Behavioral Economics (BE) and lab/field experiments in the last several decades have contributed to the deepening scientific knowledge by uncovering mechanisms, producing key interventions, and estimating program effects. This represented a logical first step, as experimentalists sought to provide deeper empirical insights and theoretical tests as part of the credibility revolution of the 1990s. Nevertheless, what has been lacking is a scientific understanding of how to make optimal use of the scientific insights generated for policy purposes. I denote this as the “scale-up” problem, which revolves around several important questions, such as: do the BE insights we find in the petri dish scale to larger markets and settings? When we scale the BE intervention to broader and larger populations, should we expect the same level of efficacy that we observed in the small-scale setting? If not, then what are the important threats to scalability? What can the researcher do from the beginning of their scholarly pursuit to ensure eventual scalability and avoid voltage drops?

Saturday, June 12

2.00 PM (Central European Summer Time)

Shyam Sunder (Yale University)

Organizations sans Markets: Efficient Production of Public Goods

Throughout Herbert A. Simon’s oeuvre extending over six decades, exploration of the nature of human decision-making and their complex interactions in the context of organizations and markets remained a common thread. Surprisingly, analysis of organizations whose outputs have either weak or no markets (i.e., public goods which represent some 40% percent or more of U.S. and other developed economies), has been underserved in economics and organization theory; most attention has been devoted to organizations having competitive markets for their outputs—called private goods.
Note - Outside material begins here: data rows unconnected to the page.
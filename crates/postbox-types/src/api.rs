use chrono::{DateTime, Utc};
use serde::{Deserialize, Serialize};
use uuid::Uuid;

// -- Response envelope --

/// Every successful response body: `{"success": true, "data": ...}`.
#[derive(Debug, Serialize)]
pub struct ApiSuccess<T> {
    pub success: bool,
    pub data: T,
}

impl<T> ApiSuccess<T> {
    pub fn new(data: T) -> Self {
        Self {
            success: true,
            data,
        }
    }
}

/// Every failure body: `{"success": false, "message": ...}`.
#[derive(Debug, Serialize, Deserialize)]
pub struct ApiFailure {
    pub success: bool,
    pub message: String,
}

impl ApiFailure {
    pub fn new(message: impl Into<String>) -> Self {
        Self {
            success: false,
            message: message.into(),
        }
    }
}

// -- JWT Claims --

/// JWT claims shared between token issuance (auth handlers) and verification
/// (request middleware). Canonical definition lives here in postbox-types to
/// eliminate duplication.
#[derive(Debug, Clone, Serialize, Deserialize)]
pub struct Claims {
    pub sub: Uuid,
    pub username: String,
    pub exp: usize,
}

// -- Auth --

#[derive(Debug, Deserialize)]
#[serde(deny_unknown_fields)]
pub struct RegisterRequest {
    pub username: String,
    pub email: String,
    pub password: String,
}

#[derive(Debug, Deserialize)]
#[serde(deny_unknown_fields)]
pub struct LoginRequest {
    pub username: String,
    pub password: String,
}

#[derive(Debug, Serialize)]
pub struct AuthResponse {
    pub id: Uuid,
    pub username: String,
    pub email: String,
    pub token: String,
}

// -- Users --

/// Full profile, only ever returned for lookups scoped to authenticated
/// callers. The password hash never leaves the db layer.
#[derive(Debug, Serialize)]
pub struct UserProfile {
    pub id: Uuid,
    pub username: String,
    pub email: String,
    pub created_at: DateTime<Utc>,
}

/// Attribute projection used wherever another user appears inside a payload
/// (message participants, block targets, conversation counterparties).
#[derive(Debug, Clone, Serialize)]
pub struct UserRef {
    pub id: Uuid,
    pub username: String,
}

#[derive(Debug, Serialize)]
pub struct UserSummary {
    pub id: Uuid,
    pub username: String,
    pub created_at: DateTime<Utc>,
}

#[derive(Debug, Deserialize)]
#[serde(deny_unknown_fields)]
pub struct UpdateProfileRequest {
    pub email: Option<String>,
    pub password: Option<String>,
}

// -- Messages --

#[derive(Debug, Deserialize)]
#[serde(deny_unknown_fields)]
pub struct SendMessageRequest {
    pub receiver_username: String,
    pub content: String,
}

#[derive(Debug, Serialize)]
pub struct MessageResponse {
    pub id: i64,
    pub sender: UserRef,
    pub receiver: UserRef,
    pub content: String,
    pub created_at: DateTime<Utc>,
}

/// One inbox group: a counterparty and the caller's recent messages with them.
#[derive(Debug, Serialize)]
pub struct Conversation {
    pub user: UserRef,
    pub messages: Vec<MessageResponse>,
}

// -- Blocks --

#[derive(Debug, Deserialize)]
#[serde(deny_unknown_fields)]
pub struct BlockRequest {
    pub blocked_id: Uuid,
}

#[derive(Debug, Serialize)]
pub struct BlockResponse {
    pub id: i64,
    pub blocker_id: Uuid,
    pub blocked_id: Uuid,
    pub blocked: UserRef,
    pub created_at: DateTime<Utc>,
}

// -- Activity --

#[derive(Debug, Deserialize)]
#[serde(deny_unknown_fields)]
pub struct CreateActivityRequest {
    pub action: String,
}

#[derive(Debug, Serialize)]
pub struct ActivityRecord {
    pub id: i64,
    pub user_id: Uuid,
    pub action: String,
    pub timestamp: DateTime<Utc>,
}

#[derive(Debug, Serialize)]
pub struct ActivityPage {
    pub logs: Vec<ActivityRecord>,
    pub pagination: Pagination,
}

#[derive(Debug, PartialEq, Serialize)]
pub struct Pagination {
    pub page: u32,
    pub limit: u32,
    pub total_items: u64,
    pub total_pages: u64,
}

impl Pagination {
    /// `limit` must be non-zero; handlers clamp it before building a page.
    pub fn new(page: u32, limit: u32, total_items: u64) -> Self {
        Self {
            page,
            limit,
            total_items,
            total_pages: total_items.div_ceil(limit as u64),
        }
    }
}

#[cfg(test)]
mod tests {
    use super::*;

    #[test]
    fn pagination_rounds_up_partial_pages() {
        let p = Pagination::new(1, 20, 41);
        assert_eq!(p.total_pages, 3);
    }

    #[test]
    fn pagination_exact_multiple() {
        let p = Pagination::new(2, 20, 40);
        assert_eq!(p.total_pages, 2);
    }

    #[test]
    fn pagination_empty_set_has_zero_pages() {
        let p = Pagination::new(1, 20, 0);
        assert_eq!(p.total_pages, 0);
    }
}
use axum::{
    Extension, Json,
    extract::{Query, State},
    http::StatusCode,
    response::IntoResponse,
};
use serde::Deserialize;
use tracing::warn;
use uuid::Uuid;

use postbox_types::api::{ActivityPage, ApiSuccess, CreateActivityRequest, Pagination};

use crate::auth::AppState;
use crate::error::ApiError;
use crate::middleware::CurrentUser;
use crate::rows;

const DEFAULT_PAGE_SIZE: u32 = 20;
const MAX_PAGE_SIZE: u32 = 100;

/// Audit-sink write for the other components. Fire-and-forget: a failed
/// write is logged and dropped, never surfaced to the originating request.
pub fn record(state: &AppState, user_id: Uuid, action: &str) {
    let db = state.clone();
    let user_id = user_id.to_string();
    let action = action.to_string();

    tokio::task::spawn_blocking(move || {
        if let Err(err) = db.db.insert_activity(&user_id, &action) {
            warn!("Dropped activity record '{}' for {}: {}", action, user_id, err);
        }
    });
}

#[derive(Debug, Deserialize)]
pub struct ActivityQuery {
    pub page: Option<u32>,
    pub limit: Option<u32>,
}

pub async fn get_activity_logs(
    State(state): State<AppState>,
    Extension(current): Extension<CurrentUser>,
    Query(query): Query<ActivityQuery>,
) -> Result<impl IntoResponse, ApiError> {
    let page = query.page.unwrap_or(1).max(1);
    let limit = query
        .limit
        .unwrap_or(DEFAULT_PAGE_SIZE)
        .clamp(1, MAX_PAGE_SIZE);
    let offset = (page - 1).saturating_mul(limit);

    let db = state.clone();
    let user_id = current.id.to_string();
    let (logs, total_items) = tokio::task::spawn_blocking(move || {
        let logs = db.db.list_activity(&user_id, limit, offset)?;
        let total = db.db.count_activity(&user_id)?;
        Ok::<_, anyhow::Error>((logs, total))
    })
    .await??;

    Ok(Json(ApiSuccess::new(ActivityPage {
        logs: logs.into_iter().map(rows::activity).collect(),
        pagination: Pagination::new(page, limit, total_items),
    })))
}

/// The one place an activity write is the primary operation: its failure
/// propagates instead of being swallowed.
pub async fn create_activity_log(
    State(state): State<AppState>,
    Extension(current): Extension<CurrentUser>,
    Json(req): Json<CreateActivityRequest>,
) -> Result<impl IntoResponse, ApiError> {
    if req.action.trim().is_empty() {
        return Err(ApiError::Validation("Action is required".to_string()));
    }

    let db = state.clone();
    let user_id = current.id.to_string();
    let row = tokio::task::spawn_blocking(move || db.db.insert_activity(&user_id, &req.action))
        .await??;

    Ok((StatusCode::CREATED, Json(ApiSuccess::new(rows::activity(row)))))
}
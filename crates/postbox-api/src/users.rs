use axum::{
    Extension, Json,
    extract::{Path, Query, State},
    response::IntoResponse,
};
use serde::Deserialize;
use uuid::Uuid;

use postbox_types::api::{ApiSuccess, UpdateProfileRequest};

use crate::auth::{self, AppState};
use crate::error::ApiError;
use crate::middleware::CurrentUser;
use crate::rows;

const SEARCH_LIMIT: u32 = 10;

#[derive(Debug, Deserialize)]
pub struct SearchQuery {
    pub username: Option<String>,
}

pub async fn get_current_user(
    State(state): State<AppState>,
    Extension(current): Extension<CurrentUser>,
) -> Result<impl IntoResponse, ApiError> {
    fetch_profile(&state, current.id).await
}

pub async fn get_user_by_id(
    State(state): State<AppState>,
    Path(user_id): Path<Uuid>,
) -> Result<impl IntoResponse, ApiError> {
    fetch_profile(&state, user_id).await
}

pub async fn update_user(
    State(state): State<AppState>,
    Extension(current): Extension<CurrentUser>,
    Json(req): Json<UpdateProfileRequest>,
) -> Result<impl IntoResponse, ApiError> {
    if let Some(email) = &req.email
        && !email.contains('@')
    {
        return Err(ApiError::Validation("A valid email is required".to_string()));
    }
    if let Some(password) = &req.password
        && password.len() < 8
    {
        return Err(ApiError::Validation(
            "Password must be at least 8 characters".to_string(),
        ));
    }

    // Same explicit hashing step as registration, before anything is stored
    let password_hash = req.password.as_deref().map(auth::hash_password).transpose()?;

    let db = state.clone();
    let user_id = current.id.to_string();
    tokio::task::spawn_blocking(move || {
        db.db
            .update_user(&user_id, req.email.as_deref(), password_hash.as_deref())
    })
    .await??;

    fetch_profile(&state, current.id).await
}

pub async fn search_users(
    State(state): State<AppState>,
    Query(query): Query<SearchQuery>,
) -> Result<impl IntoResponse, ApiError> {
    let term = query
        .username
        .filter(|u| !u.is_empty())
        .ok_or_else(|| ApiError::Validation("Username query parameter is required".to_string()))?;

    let db = state.clone();
    let hits = tokio::task::spawn_blocking(move || db.db.search_users(&term, SEARCH_LIMIT)).await??;

    let users: Vec<_> = hits.into_iter().map(rows::user_summary).collect();
    Ok(Json(ApiSuccess::new(users)))
}

async fn fetch_profile(state: &AppState, user_id: Uuid) -> Result<impl IntoResponse + use<>, ApiError> {
    let db = state.clone();
    let id = user_id.to_string();
    let user = tokio::task::spawn_blocking(move || db.db.get_user_by_id(&id))
        .await??
        .ok_or_else(|| ApiError::NotFound("User not found".to_string()))?;

    Ok(Json(ApiSuccess::new(rows::user_profile(user))))
}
On foundations of Barnard and Simon’s theories, I build a model of public-good producing organizations and show why and how they must differ from private-good producing (business) organizations in financing, managerial structure, and control. The problem of efficiently producing public goods is rendered difficult because such organizations do not benefit from free and effective monitoring by customers. Consequently, management structures with elements of Weberian bureaucracy perform well in public good organizations. More generally, as the markets in which an organizational unit transacts get weaker or disappear, organizational form compensate and adjust by becoming more bureaucratic. The availability of free monitoring of management by market agents (customers and suppliers) determines the organizational form.